ONCE YOU’VE DECIDED on your priorities in creating a border (see “Border Basics 1: Laying Plans,” January/February 2002), how do you go about designing it? We’ve found that it’s best to begin with a consideration of what structural features—both living and nonliving—you want to use, while keeping in mind the crucial elements of scale and plant compatibility. We also have some fairly unorthodox advice about the role of garden plans. The remarks that follow apply mainly to mixed borders, since they are more versatile and satisfying over a long period, whereas strictly herbaceous borders are much more limited—after all, viewing a stretch of bare ground through the bleak winter months isn’t exactly thrilling.

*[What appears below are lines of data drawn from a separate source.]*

// AMACAD cluster analysis: Aggregation and exploration of clustering simulation results
// Copyright (C) 2024-2025 The AMACAD analysis authors
//
// This program is free software: you can redistribute it and/or modify
// it under the terms of the GNU General Public License as published by
// the Free Software Foundation, either version 3 of the License, or
// (at your option) any later version.
//
// This program is distributed in the hope that it will be useful,
// but WITHOUT ANY WARRANTY; without even the implied warranty of
// MERCHANTABILITY or FITNESS FOR A PARTICULAR PURPOSE.  See the
// GNU General Public License for more details.
//
// You should have received a copy of the GNU General Public License
// along with this program.  If not, see <http://www.gnu.org/licenses/>.

//! Flatten compiled results into a CSV table.

use std::{io::Write, path::Path};

use crate::tree::{ResultTree, TreeError};

#[derive(Debug, thiserror::Error)]
pub enum ExportError {
    #[error("IO Error: {0}")]
    Io(#[from] std::io::Error),
    #[error("CSV Error: {0}")]
    Csv(#[from] csv::Error),
    #[error("{0}")]
    Tree(#[from] TreeError),
}

/// Write one row per leaf and metric key: the parameter values in precedence order, followed by
/// the metric key and its mean, standard deviation, maximum, and minimum. Returns the number of
/// rows.
pub fn write_csv<W: Write>(tree: &ResultTree, writer: W) -> Result<usize, ExportError> {
    let mut csv = csv::WriterBuilder::new().has_headers(false).from_writer(writer);

    let header = tree
        .precedence()
        .iter()
        .map(ToString::to_string)
        .chain(["metric", "mean", "std", "max", "min"].map(String::from));
    csv.write_record(header)?;

    let mut rows = 0;
    for (key, leaf) in tree.iter() {
        for (metric, summary) in leaf.iter() {
            let record = key
                .iter()
                .map(ToString::to_string)
                .chain([
                    metric.to_string(),
                    summary.mean.to_string(),
                    summary.std.to_string(),
                    summary.max.to_string(),
                    summary.min.to_string(),
                ]);
            csv.write_record(record)?;
            rows += 1;
        }
    }
    csv.flush()?;
    Ok(rows)
}

/// Export the compiled results at `input` into the CSV file `output`.
pub fn export(input: impl AsRef<Path>, output: impl AsRef<Path>) -> Result<usize, ExportError> {
    let tree = ResultTree::load(input)?;
    let file = std::fs::File::create(output.as_ref())?;
    let rows = write_csv(&tree, file)?;
    log::info!("Wrote {rows} rows to {:?}", output.as_ref());
    Ok(rows)
}
// AMACAD cluster analysis: Aggregation and exploration of clustering simulation results
// Copyright (C) 2024-2025 The AMACAD analysis authors
//
// This program is free software: you can redistribute it and/or modify
// it under the terms of the GNU General Public License as published by
// the Free Software Foundation, either version 3 of the License, or
// (at your option) any later version.
//
// This program is distributed in the hope that it will be useful,
// but WITHOUT ANY WARRANTY; without even the implied warranty of
// MERCHANTABILITY or FITNESS FOR A PARTICULAR PURPOSE.  See the
// GNU General Public License for more details.
//
// You should have received a copy of the GNU General Public License
// along with this program.  If not, see <http://www.gnu.org/licenses/>.

//! The compiled results: an N-dimensional table keyed by one parameter value per dimension of
//! the precedence, with summarized metrics at each leaf.

use std::{collections::BTreeMap, io::Write, path::Path};

use itertools::Itertools;
use serde::{Deserialize, Serialize};

use crate::{
    metrics::{MetricKey, Summary},
    params::{ParamValue, Parameter, Process},
};

#[derive(Debug, thiserror::Error)]
pub enum TreeError {
    #[error("IO Error: {0}")]
    Io(#[from] std::io::Error),
    #[error("Serialization Error: {0}")]
    Json(#[from] serde_json::Error),
    #[error("Key {key} has {found} values, but the precedence has {expected} dimensions")]
    DepthMismatch {
        key: String,
        expected: usize,
        found: usize,
    },
    #[error("Key {0} has no results")]
    EmptyLeaf(String),
}

/// Settings stored alongside the compiled results.
#[derive(Debug, Clone, PartialEq, Eq, Serialize, Deserialize)]
pub struct Settings {
    pub process: Process,
    /// The dimensions of the results, in key order.
    #[serde(rename = "precidence", alias = "precedence")]
    pub precedence: Vec<Parameter>,
}

impl Settings {
    pub fn new(process: Process) -> Self {
        Self {
            process,
            precedence: process.precedence().to_vec(),
        }
    }
}

impl Default for Settings {
    fn default() -> Self {
        Self::new(Process::default())
    }
}

/// Summarized metrics of a single parameter combination.
pub type Leaf = BTreeMap<MetricKey, Summary>;

fn fmt_key(key: &[ParamValue]) -> String {
    format!("[{}]", key.iter().join(", "))
}

#[derive(Deserialize)]
struct RawTree {
    #[serde(default)]
    settings: Settings,
    #[serde(with = "amacad_utils::serde::ordered_map")]
    results: BTreeMap<Vec<ParamValue>, Leaf>,
}

impl TryFrom<RawTree> for ResultTree {
    type Error = TreeError;

    fn try_from(raw: RawTree) -> Result<Self, Self::Error> {
        let depth = raw.settings.precedence.len();
        for (key, leaf) in raw.results.iter() {
            if key.len() != depth {
                return Err(TreeError::DepthMismatch {
                    key: fmt_key(key),
                    expected: depth,
                    found: key.len(),
                });
            }
            if leaf.is_empty() {
                return Err(TreeError::EmptyLeaf(fmt_key(key)));
            }
        }
        Ok(Self {
            settings: raw.settings,
            leaves: raw.results,
        })
    }
}

/// Compiled results. Every key has exactly one value per dimension of the precedence, and every
/// leaf contains at least one metric.
#[derive(Debug, Clone, PartialEq, Serialize, Deserialize)]
#[serde(try_from = "RawTree")]
pub struct ResultTree {
    settings: Settings,
    #[serde(rename = "results", with = "amacad_utils::serde::ordered_map")]
    leaves: BTreeMap<Vec<ParamValue>, Leaf>,
}

impl ResultTree {
    pub fn settings(&self) -> &Settings {
        &self.settings
    }

    pub fn precedence(&self) -> &[Parameter] {
        &self.settings.precedence
    }

    /// Number of dimensions.
    pub fn depth(&self) -> usize {
        self.settings.precedence.len()
    }

    /// Number of leaves.
    pub fn len(&self) -> usize {
        self.leaves.len()
    }

    pub fn is_empty(&self) -> bool {
        self.leaves.is_empty()
    }

    /// Sorted, distinct values of the dimension following `prefix`, among all keys starting with
    /// `prefix`.
    pub fn keys_at(&self, prefix: &[ParamValue]) -> Vec<ParamValue> {
        let level = prefix.len();
        if level >= self.depth() {
            return Vec::new();
        }
        self.leaves
            .range(prefix.to_vec()..)
            .map(|(key, _)| key)
            .take_while(|key| key.starts_with(prefix))
            .map(|key| key[level].clone())
            .dedup()
            .collect()
    }

    pub fn leaf(&self, path: &[ParamValue]) -> Option<&Leaf> {
        self.leaves.get(path)
    }

    pub fn get(&self, path: &[ParamValue], metric: &MetricKey) -> Option<&Summary> {
        self.leaf(path)?.get(metric)
    }

    /// Sorted metric keys of the leaf at `path`.
    pub fn metrics_at(&self, path: &[ParamValue]) -> Vec<MetricKey> {
        self.leaf(path)
            .map(|leaf| leaf.keys().copied().collect())
            .unwrap_or_default()
    }

    /// Iterate over all leaves in key order.
    pub fn iter(&self) -> impl Iterator<Item = (&Vec<ParamValue>, &Leaf)> {
        self.leaves.iter()
    }

    /// Store the tree at the given file location, overwriting any existing file.
    pub fn save(&self, path: impl AsRef<Path>) -> Result<(), TreeError> {
        let serialized = serde_json::to_string(self)?;
        let mut file = std::fs::OpenOptions::new()
            .create(true)
            .truncate(true)
            .write(true)
            .open(path)?;
        file.write_all(serialized.as_bytes())?;
        Ok(())
    }

    /// Read a tree from the given file location.
    pub fn load(path: impl AsRef<Path>) -> Result<Self, TreeError> {
        let serialized = std::fs::read_to_string(path)?;
        match serde_json::from_str(&serialized) {
            Ok(tree) => Ok(tree),
            Err(e) => {
                log::debug!("{e:?}");
                Err(e.into())
            }
        }
    }
}

/// Buckets the per-run values of all runs, and collapses them into a [`ResultTree`].
#[derive(Debug, Clone)]
pub struct TreeBuilder {
    settings: Settings,
    buckets: BTreeMap<Vec<ParamValue>, BTreeMap<MetricKey, Vec<f64>>>,
}

impl TreeBuilder {
    pub fn new(process: Process) -> Self {
        Self {
            settings: Settings::new(process),
            buckets: BTreeMap::new(),
        }
    }

    /// Append the values of one run to the bucket at `path`. Empty value sets are ignored.
    pub fn push(
        &mut self,
        path: Vec<ParamValue>,
        values: BTreeMap<MetricKey, f64>,
    ) -> Result<(), TreeError> {
        if path.len() != self.settings.precedence.len() {
            return Err(TreeError::DepthMismatch {
                key: fmt_key(&path),
                expected: self.settings.precedence.len(),
                found: path.len(),
            });
        }
        if values.is_empty() {
            log::debug!("Ignoring empty results for {}", fmt_key(&path));
            return Ok(());
        }
        let bucket = self.buckets.entry(path).or_default();
        for (key, value) in values {
            bucket.entry(key).or_default().push(value);
        }
        Ok(())
    }

    /// Collapse every sample list into its [`Summary`].
    pub fn finish(self) -> ResultTree {
        let leaves = self
            .buckets
            .into_iter()
            .map(|(path, bucket)| {
                let leaf: Leaf = bucket
                    .into_iter()
                    .filter_map(|(key, samples)| Some((key, Summary::from_samples(&samples)?)))
                    .collect();
                (path, leaf)
            })
            .filter(|(_, leaf)| !leaf.is_empty())
            .collect();
        ResultTree {
            settings: self.settings,
            leaves,
        }
    }
}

PERENNIALS It is almost impossible for a garden to be pleasing when it does not display some sort of visual continuity. Selected plants need to be repeated throughout the design to act as a bridge. If there is one of everything, the eye jumps around and cannot come to rest. This doesn’t necessarily mean, however, that you have to use the same plant over and over—it can be enough to repeat the general shape of the plant. For example, if you decide to use spiky plants to create a unifying effect, you can include yuccas, kniphofias, irises, and certain grasses. While the result will not be quite as structured as it would if you used a single kind of plant, the eye will still pick up on how the shapes echo one another. (See “Good Structural Perennials,” page 78.)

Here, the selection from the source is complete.